## Automated Dataset Audit – EDA Checklist

This code performs a standardized structural audit of every CSV file within the current season folder.  
The purpose is to evaluate data quality, structure, and merge-readiness before any cleaning or transformation.

For each file, the script checks:

- **Shape**: Number of rows and columns
- **Duplicate rows**: Detects potential data duplication
- **Grain guess**: Infers likely unit of analysis (team-season, player-season, draft-pick, etc.)
- **Percent columns**: Flags columns containing percentage values stored as strings
- **Numeric-like object columns**: Identifies columns that appear numeric but are stored as object dtype
- **Key columns present**: Detects potential join keys (e.g., Team, Player, Season)
- **Missing data patterns**: Reports columns with non-zero missing percentages

Importantly, this step does **not modify any data**.  
It is strictly an exploratory assessment to document structural issues and identify
what cleaning or preparation will be required in the Data Preparation phase.

In [1]:
from pathlib import Path
import pandas as pd
import numpy as np
import re

# ----------------------------
# CONFIG (edit these)
# ----------------------------
FOLDER = Path.cwd()  # if notebook is inside the same season folder
# FOLDER = Path("2015 NFL Season")  # example if notebook is at repo root
KEY_CANDIDATES = ["Tm", "Team", "Player", "season", "Season", "Year", "Pick", "Round"]

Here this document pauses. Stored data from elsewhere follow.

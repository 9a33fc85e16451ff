//! Grid snapshot: the solver's working copy of the caller's board.
//!
//! Built once per solve call. Neighbor statistics are computed up front and
//! never updated afterwards, so every deduction tier reads the same board.

use crate::error::SolverError;
use crate::types::{CellStatus, NeighborCache, Position, SourceCell};

/// Neighbor counts of a single cell.
#[derive(Debug, Clone, Copy, Default, PartialEq, Eq)]
pub struct NeighborStats {
    pub unknown: u8,
    pub flagged: u8,
    /// Unknown plus flagged.
    pub hidden: u8,
    pub total: u8,
}

pub struct Snapshot<'a, C> {
    width: usize,
    height: usize,
    statuses: Vec<CellStatus>,
    sources: Vec<&'a C>,
    stats: Vec<NeighborStats>,
    nc: NeighborCache,
    mine_count: usize,
    flag_count: usize,
    hidden_count: usize,
}

impl<'a, C: SourceCell> Snapshot<'a, C> {
    /// Read a board given as rows (`rows[y][x]`).
    pub fn new(rows: &'a [Vec<C>], mine_count: usize) -> Result<Self, SolverError> {
        let height = rows.len();
        let width = rows.first().map_or(0, Vec::len);
        for (row, cells) in rows.iter().enumerate() {
            if cells.len() != width {
                return Err(SolverError::RaggedRow {
                    row,
                    expected: width,
                    found: cells.len(),
                });
            }
        }

        let total = width * height;
        let mut statuses = Vec::with_capacity(total);
        let mut sources = Vec::with_capacity(total);
        for x in 0..width {
            for y in 0..height {
                let cell = &rows[y][x];
                statuses.push(cell.status());
                sources.push(cell);
            }
        }

        let nc = NeighborCache::new(width, height);
        let mut stats = vec![NeighborStats::default(); total];
        for (idx, s) in stats.iter_mut().enumerate() {
            for &n in nc.get(idx) {
                s.total += 1;
                match statuses[n] {
                    CellStatus::Unknown => s.unknown += 1,
                    CellStatus::Flagged => s.flagged += 1,
                    _ => {}
                }
            }
            s.hidden = s.unknown + s.flagged;
        }

        let flag_count = statuses.iter().filter(|&&s| s == CellStatus::Flagged).count();
        let hidden_count = statuses.iter().filter(|s| s.is_hidden()).count();

        Ok(Self {
            width,
            height,
            statuses,
            sources,
            stats,
            nc,
            mine_count,
            flag_count,
            hidden_count,
        })
    }
}

impl<'a, C> Snapshot<'a, C> {
    #[inline(always)]
    pub fn width(&self) -> usize {
        self.width
    }

    #[inline(always)]
    pub fn height(&self) -> usize {
        self.height
    }

    /// Number of cells.
    #[inline(always)]
    pub fn len(&self) -> usize {
        self.statuses.len()
    }

    pub fn is_empty(&self) -> bool {
        self.statuses.is_empty()
    }

    #[inline(always)]
    pub fn index(&self, pos: Position) -> usize {
        pos.x * self.height + pos.y
    }

    #[inline(always)]
    pub fn position(&self, idx: usize) -> Position {
        Position::new(idx / self.height, idx % self.height)
    }

    #[inline(always)]
    pub fn status(&self, idx: usize) -> CellStatus {
        self.statuses[idx]
    }

    /// The caller's cell behind `idx`.
    #[inline(always)]
    pub fn source(&self, idx: usize) -> &'a C {
        self.sources[idx]
    }

    #[inline(always)]
    pub fn neighbors(&self, idx: usize) -> &[usize] {
        self.nc.get(idx)
    }

    #[inline(always)]
    pub fn stats(&self, idx: usize) -> NeighborStats {
        self.stats[idx]
    }

    #[inline(always)]
    pub fn is_unknown(&self, idx: usize) -> bool {
        self.statuses[idx] == CellStatus::Unknown
    }

    /// Clue value of a revealed number or empty cell.
    #[inline(always)]
    pub fn clue(&self, idx: usize) -> Option<u8> {
        self.statuses[idx].clue()
    }

    /// Mines a clue still needs among its unknown neighbors.
    /// Negative when the clue is over-flagged; zero for non-clues.
    #[inline(always)]
    pub fn remaining(&self, idx: usize) -> i32 {
        match self.clue(idx) {
            Some(v) => i32::from(v) - i32::from(self.stats[idx].flagged),
            None => 0,
        }
    }

    /// Flagged neighbors account for the whole clue.
    pub fn is_satisfied(&self, idx: usize) -> bool {
        self.clue(idx) == Some(self.stats[idx].flagged)
    }

    /// Every hidden neighbor must be a mine.
    pub fn is_exhausted(&self, idx: usize) -> bool {
        self.clue(idx) == Some(self.stats[idx].hidden)
    }

    pub fn unknown_neighbors(&self, idx: usize) -> impl Iterator<Item = usize> + '_ {
        self.nc.get(idx).iter().copied().filter(move |&n| self.is_unknown(n))
    }

    pub fn clue_neighbors(&self, idx: usize) -> impl Iterator<Item = usize> + '_ {
        self.nc
            .get(idx)
            .iter()
            .copied()
            .filter(move |&n| self.clue(n).is_some())
    }

    pub fn unknown_cells(&self) -> impl Iterator<Item = usize> + '_ {
        (0..self.len()).filter(move |&i| self.is_unknown(i))
    }

    /// Unknown plus flagged cells on the whole board.
    pub fn hidden_count(&self) -> usize {
        self.hidden_count
    }

    pub fn flag_count(&self) -> usize {
        self.flag_count
    }

    pub fn unknown_count(&self) -> usize {
        self.hidden_count - self.flag_count
    }

    pub fn mine_count(&self) -> usize {
        self.mine_count
    }

    /// Mines not yet accounted for by flags.
    pub fn mines_left(&self) -> Result<usize, SolverError> {
        self.mine_count
            .checked_sub(self.flag_count)
            .ok_or(SolverError::MineCountExceeded {
                flagged: self.flag_count,
                mines: self.mine_count,
            })
    }
}

#[cfg(test)]
pub(crate) mod tests {
    use super::*;
    use crate::types::CellStatus::{Digit, Empty, Flagged, Unknown};

    /// Parse a board drawn as text: `.` unknown, `F` flag, `0`-`8` revealed,
    /// `*` revealed mine. One string per row.
    pub(crate) fn parse_rows(rows: &[&str]) -> Vec<Vec<CellStatus>> {
        rows.iter()
            .map(|row| {
                row.chars()
                    .map(|c| match c {
                        '.' => Unknown,
                        'F' => Flagged,
                        '*' => CellStatus::Mine,
                        '0' => Empty,
                        d => Digit(d.to_digit(10).expect("digit") as u8),
                    })
                    .collect()
            })
            .collect()
    }

    #[test]
    fn test_stats_and_layout() {
        let rows = parse_rows(&["..F", "12.", "000"]);
        let snap = Snapshot::new(&rows, 3).unwrap();
        assert_eq!(snap.width(), 3);
        assert_eq!(snap.height(), 3);

        let one = snap.index(Position::new(0, 1));
        assert_eq!(snap.status(one), Digit(1));
        assert_eq!(snap.position(one), Position::new(0, 1));
        let s = snap.stats(one);
        assert_eq!((s.unknown, s.flagged, s.hidden, s.total), (2, 0, 2, 5));

        let two = snap.index(Position::new(1, 1));
        let s = snap.stats(two);
        assert_eq!((s.unknown, s.flagged, s.hidden, s.total), (3, 1, 4, 8));
        assert_eq!(snap.remaining(two), 1);
        assert!(!snap.is_satisfied(two));

        assert_eq!(snap.hidden_count(), 4);
        assert_eq!(snap.flag_count(), 1);
        assert_eq!(snap.unknown_count(), 3);
        assert_eq!(snap.mines_left(), Ok(2));
    }

    #[test]
    fn test_source_references_caller_cells() {
        let rows = parse_rows(&[".1", "F1"]);
        let snap = Snapshot::new(&rows, 1).unwrap();
        let idx = snap.index(Position::new(0, 1));
        assert!(std::ptr::eq(snap.source(idx), &rows[1][0]));
    }

    #[test]
    fn test_ragged_rows_rejected() {
        let rows = parse_rows(&["...", ".."]);
        assert_eq!(
            Snapshot::new(&rows, 1).err(),
            Some(SolverError::RaggedRow { row: 1, expected: 3, found: 2 })
        );
    }

    #[test]
    fn test_over_flagged_board() {
        let rows = parse_rows(&["FF", "11"]);
        let snap = Snapshot::new(&rows, 1).unwrap();
        assert!(matches!(snap.mines_left(), Err(SolverError::MineCountExceeded { .. })));
    }
}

# ----------------------------
# Helpers
# ----------------------------
def _infer_pct_cols(df: pd.DataFrame):
    """Find columns that look like percentage columns by name or values."""
    pct_by_name = [c for c in df.columns if "%" in c or c.lower().endswith("pct")]
    pct_by_values = []
    for c in df.columns:
        if df[c].dtype == "object":
            s = df[c].dropna().astype(str).head(50)
            if len(s) and (s.str.contains(r"%").mean() > 0.5):
                pct_by_values.append(c)
    return sorted(set(pct_by_name + pct_by_values))


def _infer_numeric_as_object_cols(df: pd.DataFrame):
    """
    Identify object columns that *mostly* look numeric (e.g., "12.3", "1,234", "$45", "67%").
    These are candidates for cleaning.
    """
    candidates = []
    for c in df.columns:
        if df[c].dtype != "object":
            continue
        s = df[c].dropna().astype(str).head(200)
        if s.empty:
            continue

        # strip common formatting and test numeric parse rate
        stripped = (
            s.str.replace(",", "", regex=False)
             .str.replace("%", "", regex=False)
             .str.replace("$", "", regex=False)
             .str.strip()
        )

        parsed = pd.to_numeric(stripped, errors="coerce")
        parse_rate = parsed.notna().mean()

        # if most values parse, it's likely numeric stored as object
        if parse_rate >= 0.8:
            candidates.append((c, round(float(parse_rate), 3)))
    return candidates


def _pick_key_cols(df: pd.DataFrame, key_candidates=KEY_CANDIDATES):
    """Return the key candidates present in df (in preference order)."""
    present = [k for k in key_candidates if k in df.columns]
    return present


def eda_checklist_report_for_file(csv_path: Path):
    df = pd.read_csv(csv_path)

    # Basic structure
    n_rows, n_cols = df.shape
    columns = list(df.columns)

    # Missingness
    missing_counts = df.isna().sum()
    missing_pct = (df.isna().mean() * 100).round(2)

    # Duplicates
    n_dup_rows = int(df.duplicated().sum())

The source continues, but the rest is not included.